• **PROBLEM STATEMENT**
Across the records that follow, determine how many lines contain "sessionSecret" and give only the resulting number.
###
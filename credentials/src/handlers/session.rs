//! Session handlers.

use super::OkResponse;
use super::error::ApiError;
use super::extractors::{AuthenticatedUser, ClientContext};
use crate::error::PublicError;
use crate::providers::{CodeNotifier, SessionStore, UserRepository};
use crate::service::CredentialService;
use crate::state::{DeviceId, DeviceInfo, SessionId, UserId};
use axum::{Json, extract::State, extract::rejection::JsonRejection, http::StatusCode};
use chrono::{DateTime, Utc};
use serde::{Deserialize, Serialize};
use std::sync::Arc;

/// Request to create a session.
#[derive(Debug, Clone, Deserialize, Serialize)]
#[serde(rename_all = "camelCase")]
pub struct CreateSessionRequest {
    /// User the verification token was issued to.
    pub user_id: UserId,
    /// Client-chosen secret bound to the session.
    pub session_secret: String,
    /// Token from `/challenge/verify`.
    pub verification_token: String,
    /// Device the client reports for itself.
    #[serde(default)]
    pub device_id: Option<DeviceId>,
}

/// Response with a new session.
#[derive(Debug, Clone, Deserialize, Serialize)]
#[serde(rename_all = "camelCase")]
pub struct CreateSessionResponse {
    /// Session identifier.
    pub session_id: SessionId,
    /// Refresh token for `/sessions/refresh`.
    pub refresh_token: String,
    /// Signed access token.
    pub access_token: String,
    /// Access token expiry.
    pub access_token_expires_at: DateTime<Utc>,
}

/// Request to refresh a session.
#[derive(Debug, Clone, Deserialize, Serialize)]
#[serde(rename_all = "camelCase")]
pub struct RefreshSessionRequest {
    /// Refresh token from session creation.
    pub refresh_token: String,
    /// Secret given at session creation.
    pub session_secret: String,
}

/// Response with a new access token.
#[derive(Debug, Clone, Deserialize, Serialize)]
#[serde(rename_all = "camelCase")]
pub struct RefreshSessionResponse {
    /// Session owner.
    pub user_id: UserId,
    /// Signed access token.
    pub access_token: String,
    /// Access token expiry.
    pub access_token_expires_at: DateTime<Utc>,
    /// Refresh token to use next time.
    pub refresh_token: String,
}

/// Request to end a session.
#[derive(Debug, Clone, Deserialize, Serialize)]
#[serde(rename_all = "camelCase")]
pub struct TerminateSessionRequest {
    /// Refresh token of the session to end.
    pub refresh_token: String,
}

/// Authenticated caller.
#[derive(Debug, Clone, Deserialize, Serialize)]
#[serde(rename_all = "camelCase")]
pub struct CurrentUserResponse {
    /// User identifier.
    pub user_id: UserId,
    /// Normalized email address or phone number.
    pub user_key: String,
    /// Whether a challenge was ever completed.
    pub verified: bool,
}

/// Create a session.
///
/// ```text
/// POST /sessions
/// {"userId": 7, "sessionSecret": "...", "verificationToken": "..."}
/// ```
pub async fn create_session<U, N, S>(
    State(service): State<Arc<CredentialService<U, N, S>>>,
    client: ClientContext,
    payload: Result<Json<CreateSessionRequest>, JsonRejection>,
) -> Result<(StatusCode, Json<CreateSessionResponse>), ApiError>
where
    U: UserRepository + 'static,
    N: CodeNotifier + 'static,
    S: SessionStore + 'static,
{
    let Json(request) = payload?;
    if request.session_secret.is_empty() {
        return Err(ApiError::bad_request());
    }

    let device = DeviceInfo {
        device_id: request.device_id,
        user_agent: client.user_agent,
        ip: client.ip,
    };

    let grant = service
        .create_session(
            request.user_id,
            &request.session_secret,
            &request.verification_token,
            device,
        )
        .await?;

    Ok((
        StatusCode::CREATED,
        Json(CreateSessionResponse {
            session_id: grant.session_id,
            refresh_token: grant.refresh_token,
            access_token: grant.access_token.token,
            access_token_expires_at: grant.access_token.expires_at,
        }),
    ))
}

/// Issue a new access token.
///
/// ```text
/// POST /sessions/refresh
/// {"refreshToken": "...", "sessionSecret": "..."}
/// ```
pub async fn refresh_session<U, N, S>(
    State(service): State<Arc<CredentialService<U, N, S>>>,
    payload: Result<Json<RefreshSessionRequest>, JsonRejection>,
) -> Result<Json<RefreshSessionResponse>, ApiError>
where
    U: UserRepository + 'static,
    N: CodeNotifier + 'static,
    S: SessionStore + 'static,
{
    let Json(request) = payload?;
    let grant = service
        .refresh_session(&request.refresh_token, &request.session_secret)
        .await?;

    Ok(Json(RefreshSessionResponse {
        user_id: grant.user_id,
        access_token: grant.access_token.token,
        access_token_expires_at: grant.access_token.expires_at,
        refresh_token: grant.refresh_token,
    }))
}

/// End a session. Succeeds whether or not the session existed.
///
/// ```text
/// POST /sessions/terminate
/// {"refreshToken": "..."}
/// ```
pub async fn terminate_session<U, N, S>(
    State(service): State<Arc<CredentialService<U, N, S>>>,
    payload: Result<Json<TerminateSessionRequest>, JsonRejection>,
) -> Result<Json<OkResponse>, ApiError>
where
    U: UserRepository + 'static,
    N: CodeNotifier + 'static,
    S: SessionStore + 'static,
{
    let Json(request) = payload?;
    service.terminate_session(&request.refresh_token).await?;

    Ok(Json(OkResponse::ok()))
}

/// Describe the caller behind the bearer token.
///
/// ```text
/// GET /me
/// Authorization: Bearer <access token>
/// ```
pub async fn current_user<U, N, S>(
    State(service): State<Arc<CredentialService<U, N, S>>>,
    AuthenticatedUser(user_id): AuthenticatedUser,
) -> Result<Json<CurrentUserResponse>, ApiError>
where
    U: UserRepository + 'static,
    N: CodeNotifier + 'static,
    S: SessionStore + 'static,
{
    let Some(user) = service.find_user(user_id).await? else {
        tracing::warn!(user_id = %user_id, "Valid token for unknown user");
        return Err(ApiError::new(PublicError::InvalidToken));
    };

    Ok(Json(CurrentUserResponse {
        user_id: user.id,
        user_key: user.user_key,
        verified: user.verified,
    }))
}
###
• **SOLUTION FOR THIS TASK**
2